• _Directions_: Character for character, write out the data below.

• _Data to process_:
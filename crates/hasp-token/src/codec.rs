//! Token sealing and decoding.
//!
//! A token is `hex(nonce || ciphertext)` where the ciphertext is the
//! XChaCha20-Poly1305 encryption of a JSON object with the fields
//! `locker_id`, `actor`, `request_id`, `start_date`, `end_date`. The
//! decoder validates structure and the validity window in one pass and
//! reports each failure as its own [`TokenError`] category.

use crate::error::{Result, TokenError};
use crate::grant::{AccessGrant, GrantClaims};
use crate::keys::{derive_cipher_key, load_key_material};
use chacha20poly1305::aead::Aead;
use chacha20poly1305::{KeyInit, XChaCha20Poly1305, XNonce};
use chrono::{DateTime, Utc};
use hasp_core::{LockerAddress, WireTimestamp};
use rand::RngCore;
use serde_json::{Map, Value};
use std::fmt;
use std::path::Path;

/// Nonce length in bytes (XChaCha20-Poly1305 extended nonce).
pub const NONCE_LENGTH: usize = 24;

/// Poly1305 authentication tag length in bytes.
const TAG_LENGTH: usize = 16;

/// Seals and opens access tokens with a key derived from shared material.
pub struct TokenCodec {
    cipher: XChaCha20Poly1305,
}

impl TokenCodec {
    /// Build a codec from raw key material (see [`derive_cipher_key`]).
    #[must_use]
    pub fn new(key_material: &[u8]) -> Self {
        let key = derive_cipher_key(key_material);
        Self {
            cipher: XChaCha20Poly1305::new(&key),
        }
    }

    /// Build a codec from a key-material file.
    ///
    /// # Errors
    /// Returns `TokenError::KeyMaterial` if the file cannot be read or is
    /// empty.
    pub fn from_key_file(path: impl AsRef<Path>) -> Result<Self> {
        Ok(Self::new(&load_key_material(path)?))
    }

    /// Decode and validate a token against the supplied clock value.
    ///
    /// Pure and idempotent in `(token, now)`. Succeeds only when the token
    /// authenticates, carries all identifying fields, and
    /// `valid_from <= now <= valid_until` (inclusive on both ends).
    ///
    /// # Errors
    /// - `DecryptionFailed`: not hex, truncated, or AEAD rejection;
    /// - `MalformedPayload`: valid decryption, wrong structure or types;
    /// - `MissingFields`: `locker_id` / `actor` / `request_id` absent;
    /// - `MissingTimeWindow`: `start_date` or `end_date` absent;
    /// - `OutOfTimeWindow`: window present but does not contain `now`.
    pub fn decode(&self, token: &str, now: DateTime<Utc>) -> Result<AccessGrant> {
        let raw = hex::decode(token.trim()).map_err(|_| TokenError::DecryptionFailed)?;
        if raw.len() < NONCE_LENGTH + TAG_LENGTH {
            return Err(TokenError::DecryptionFailed);
        }

        let (nonce, ciphertext) = raw.split_at(NONCE_LENGTH);
        let plaintext = self
            .cipher
            .decrypt(XNonce::from_slice(nonce), ciphertext)
            .map_err(|_| TokenError::DecryptionFailed)?;

        let value: Value =
            serde_json::from_slice(&plaintext).map_err(|_| TokenError::MalformedPayload {
                detail: "plaintext is not valid JSON".to_string(),
            })?;
        let payload = value.as_object().ok_or_else(|| TokenError::MalformedPayload {
            detail: "plaintext is not a JSON object".to_string(),
        })?;

        let locker_raw = required_str(payload, "locker_id")?;
        let actor = required_str(payload, "actor")?.to_string();
        let request_id = required_str(payload, "request_id")?.to_string();

        let locker_id =
            LockerAddress::new(locker_raw).map_err(|_| TokenError::MalformedPayload {
                detail: "locker_id is not a valid address".to_string(),
            })?;

        let (Some(start), Some(end)) = (
            window_field(payload, "start_date"),
            window_field(payload, "end_date"),
        ) else {
            return Err(TokenError::MissingTimeWindow);
        };

        let valid_from = parse_window_instant(start, "start_date")?;
        let valid_until = parse_window_instant(end, "end_date")?;

        if valid_from > valid_until || now < valid_from || now > valid_until {
            return Err(TokenError::OutOfTimeWindow);
        }

        Ok(AccessGrant::new(
            locker_id,
            actor,
            request_id,
            valid_from,
            valid_until,
        ))
    }

    /// Seal claims into a token with a fresh OS-drawn nonce.
    ///
    /// # Errors
    /// Returns `TokenError::SealFailed` on a cipher or serialization error.
    pub fn encode(&self, claims: &GrantClaims) -> Result<String> {
        let mut nonce = [0u8; NONCE_LENGTH];
        rand::rngs::OsRng.fill_bytes(&mut nonce);
        self.encode_with_nonce(claims, &nonce)
    }

    /// Seal claims with a caller-supplied nonce.
    ///
    /// Deterministic: the same claims and nonce always yield the same
    /// token, which is what tests rely on. Callers outside tests must
    /// never reuse a nonce under the same key.
    ///
    /// # Errors
    /// Returns `TokenError::SealFailed` on a cipher or serialization error.
    pub fn encode_with_nonce(
        &self,
        claims: &GrantClaims,
        nonce: &[u8; NONCE_LENGTH],
    ) -> Result<String> {
        let payload = serde_json::json!({
            "locker_id": claims.locker_id.as_str(),
            "actor": claims.actor,
            "request_id": claims.request_id,
            "start_date": WireTimestamp::from_datetime(claims.valid_from).format(),
            "end_date": WireTimestamp::from_datetime(claims.valid_until).format(),
        });
        let plaintext = serde_json::to_vec(&payload).map_err(|_| TokenError::SealFailed)?;

        let ciphertext = self
            .cipher
            .encrypt(XNonce::from_slice(nonce), plaintext.as_slice())
            .map_err(|_| TokenError::SealFailed)?;

        let mut raw = Vec::with_capacity(NONCE_LENGTH + ciphertext.len());
        raw.extend_from_slice(nonce);
        raw.extend_from_slice(&ciphertext);
        Ok(hex::encode(raw))
    }

    /// Seal an arbitrary plaintext. Exists so tests can craft payloads the
    /// issuing path would never produce.
    #[cfg(test)]
    fn seal_raw(&self, plaintext: &[u8], nonce: &[u8; NONCE_LENGTH]) -> String {
        let ciphertext = self
            .cipher
            .encrypt(XNonce::from_slice(nonce), plaintext)
            .unwrap();
        let mut raw = Vec::with_capacity(NONCE_LENGTH + ciphertext.len());
        raw.extend_from_slice(nonce);
        raw.extend_from_slice(&ciphertext);
        hex::encode(raw)
    }
}

impl fmt::Debug for TokenCodec {
    fn fmt(&self, f: &mut fmt::Formatter) -> fmt::Result {
        f.debug_struct("TokenCodec").finish_non_exhaustive()
    }
}

/// Fetch a required string field; absent and `null` both count as missing.
fn required_str<'a>(payload: &'a Map<String, Value>, field: &'static str) -> Result<&'a str> {
    match payload.get(field) {
        None | Some(Value::Null) => Err(TokenError::MissingFields { field }),
        Some(Value::String(s)) => Ok(s),
        Some(_) => Err(TokenError::MalformedPayload {
            detail: format!("{field} must be a string"),
        }),
    }
}

/// A window field counts as present only when non-null.
fn window_field<'a>(payload: &'a Map<String, Value>, field: &str) -> Option<&'a Value> {
    match payload.get(field) {
        None | Some(Value::Null) => None,
        Some(v) => Some(v),
    }
}

fn parse_window_instant(value: &Value, field: &'static str) -> Result<DateTime<Utc>> {
    let s = value.as_str().ok_or_else(|| TokenError::MalformedPayload {
        detail: format!("{field} must be a string"),
    })?;
    WireTimestamp::parse(s)
        .map(|t| t.inner())
        .map_err(|_| TokenError::MalformedPayload {
            detail: format!("{field} is not ISO-8601"),
        })
}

• _Written answer_:
filename crates/hasp-token/src/codec.rs
//! Token sealing and decoding.
//!
//! A token is `hex(nonce || ciphertext)` where the ciphertext is the
//! XChaCha20-Poly1305 encryption of a JSON object with the fields
//! `locker_id`, `actor`, `request_id`, `start_date`, `end_date`. The
//! decoder validates structure and the validity window in one pass and
//! reports each failure as its own [`TokenError`] category.

use crate::error::{Result, TokenError};
use crate::grant::{AccessGrant, GrantClaims};
use crate::keys::{derive_cipher_key, load_key_material};
use chacha20poly1305::aead::Aead;
use chacha20poly1305::{KeyInit, XChaCha20Poly1305, XNonce};
use chrono::{DateTime, Utc};
use hasp_core::{LockerAddress, WireTimestamp};
use rand::RngCore;
use serde_json::{Map, Value};
use std::fmt;
use std::path::Path;

/// Nonce length in bytes (XChaCha20-Poly1305 extended nonce).
pub const NONCE_LENGTH: usize = 24;

/// Poly1305 authentication tag length in bytes.
const TAG_LENGTH: usize = 16;

/// Seals and opens access tokens with a key derived from shared material.
pub struct TokenCodec {
    cipher: XChaCha20Poly1305,
}

impl TokenCodec {
    /// Build a codec from raw key material (see [`derive_cipher_key`]).
    #[must_use]
    pub fn new(key_material: &[u8]) -> Self {
        let key = derive_cipher_key(key_material);
        Self {
            cipher: XChaCha20Poly1305::new(&key),
        }
    }

    /// Build a codec from a key-material file.
    ///
    /// # Errors
    /// Returns `TokenError::KeyMaterial` if the file cannot be read or is
    /// empty.
    pub fn from_key_file(path: impl AsRef<Path>) -> Result<Self> {
        Ok(Self::new(&load_key_material(path)?))
    }

    /// Decode and validate a token against the supplied clock value.
    ///
    /// Pure and idempotent in `(token, now)`. Succeeds only when the token
    /// authenticates, carries all identifying fields, and
    /// `valid_from <= now <= valid_until` (inclusive on both ends).
    ///
    /// # Errors
    /// - `DecryptionFailed`: not hex, truncated, or AEAD rejection;
    /// - `MalformedPayload`: valid decryption, wrong structure or types;
    /// - `MissingFields`: `locker_id` / `actor` / `request_id` absent;
    /// - `MissingTimeWindow`: `start_date` or `end_date` absent;
    /// - `OutOfTimeWindow`: window present but does not contain `now`.
    pub fn decode(&self, token: &str, now: DateTime<Utc>) -> Result<AccessGrant> {
        let raw = hex::decode(token.trim()).map_err(|_| TokenError::DecryptionFailed)?;
        if raw.len() < NONCE_LENGTH + TAG_LENGTH {
            return Err(TokenError::DecryptionFailed);
        }

        let (nonce, ciphertext) = raw.split_at(NONCE_LENGTH);
        let plaintext = self
            .cipher
            .decrypt(XNonce::from_slice(nonce), ciphertext)
            .map_err(|_| TokenError::DecryptionFailed)?;

        let value: Value =
            serde_json::from_slice(&plaintext).map_err(|_| TokenError::MalformedPayload {
                detail: "plaintext is not valid JSON".to_string(),
            })?;
        let payload = value.as_object().ok_or_else(|| TokenError::MalformedPayload {
            detail: "plaintext is not a JSON object".to_string(),
        })?;

        let locker_raw = required_str(payload, "locker_id")?;
        let actor = required_str(payload, "actor")?.to_string();
        let request_id = required_str(payload, "request_id")?.to_string();

        let locker_id =
            LockerAddress::new(locker_raw).map_err(|_| TokenError::MalformedPayload {
                detail: "locker_id is not a valid address".to_string(),
            })?;

        let (Some(start), Some(end)) = (
            window_field(payload, "start_date"),
            window_field(payload, "end_date"),
        ) else {
            return Err(TokenError::MissingTimeWindow);
        };

        let valid_from = parse_window_instant(start, "start_date")?;
        let valid_until = parse_window_instant(end, "end_date")?;

        if valid_from > valid_until || now < valid_from || now > valid_until {
            return Err(TokenError::OutOfTimeWindow);
        }

        Ok(AccessGrant::new(
            locker_id,
            actor,
            request_id,
            valid_from,
            valid_until,
        ))
    }

    /// Seal claims into a token with a fresh OS-drawn nonce.
    ///
    /// # Errors
    /// Returns `TokenError::SealFailed` on a cipher or serialization error.
    pub fn encode(&self, claims: &GrantClaims) -> Result<String> {
        let mut nonce = [0u8; NONCE_LENGTH];
        rand::rngs::OsRng.fill_bytes(&mut nonce);
        self.encode_with_nonce(claims, &nonce)
    }

    /// Seal claims with a caller-supplied nonce.
    ///
    /// Deterministic: the same claims and nonce always yield the same
    /// token, which is what tests rely on. Callers outside tests must
    /// never reuse a nonce under the same key.
    ///
    /// # Errors
    /// Returns `TokenError::SealFailed` on a cipher or serialization error.
    pub fn encode_with_nonce(
        &self,
        claims: &GrantClaims,
        nonce: &[u8; NONCE_LENGTH],
    ) -> Result<String> {
        let payload = serde_json::json!({
            "locker_id": claims.locker_id.as_str(),
            "actor": claims.actor,
            "request_id": claims.request_id,
            "start_date": WireTimestamp::from_datetime(claims.valid_from).format(),
            "end_date": WireTimestamp::from_datetime(claims.valid_until).format(),
        });
        let plaintext = serde_json::to_vec(&payload).map_err(|_| TokenError::SealFailed)?;

        let ciphertext = self
            .cipher
            .encrypt(XNonce::from_slice(nonce), plaintext.as_slice())
            .map_err(|_| TokenError::SealFailed)?;

        let mut raw = Vec::with_capacity(NONCE_LENGTH + ciphertext.len());
        raw.extend_from_slice(nonce);
        raw.extend_from_slice(&ciphertext);
        Ok(hex::encode(raw))
    }

    /// Seal an arbitrary plaintext. Exists so tests can craft payloads the
    /// issuing path would never produce.
    #[cfg(test)]
    fn seal_raw(&self, plaintext: &[u8], nonce: &[u8; NONCE_LENGTH]) -> String {
        let ciphertext = self
            .cipher
            .encrypt(XNonce::from_slice(nonce), plaintext)
            .unwrap();
        let mut raw = Vec::with_capacity(NONCE_LENGTH + ciphertext.len());
        raw.extend_from_slice(nonce);
        raw.extend_from_slice(&ciphertext);
        hex::encode(raw)
    }
}

impl fmt::Debug for TokenCodec {
    fn fmt(&self, f: &mut fmt::Formatter) -> fmt::Result {
        f.debug_struct("TokenCodec").finish_non_exhaustive()
    }
}

/// Fetch a required string field; absent and `null` both count as missing.
fn required_str<'a>(payload: &'a Map<String, Value>, field: &'static str) -> Result<&'a str> {
    match payload.get(field) {
        None | Some(Value::Null) => Err(TokenError::MissingFields { field }),
        Some(Value::String(s)) => Ok(s),
        Some(_) => Err(TokenError::MalformedPayload {
            detail: format!("{field} must be a string"),
        }),
    }
}

/// A window field counts as present only when non-null.
fn window_field<'a>(payload: &'a Map<String, Value>, field: &str) -> Option<&'a Value> {
    match payload.get(field) {
        None | Some(Value::Null) => None,
        Some(v) => Some(v),
    }
}

fn parse_window_instant(value: &Value, field: &'static str) -> Result<DateTime<Utc>> {
    let s = value.as_str().ok_or_else(|| TokenError::MalformedPayload {
        detail: format!("{field} must be a string"),
    })?;
    WireTimestamp::parse(s)
        .map(|t| t.inner())
        .map_err(|_| TokenError::MalformedPayload {
            detail: format!("{field} is not ISO-8601"),
        })
}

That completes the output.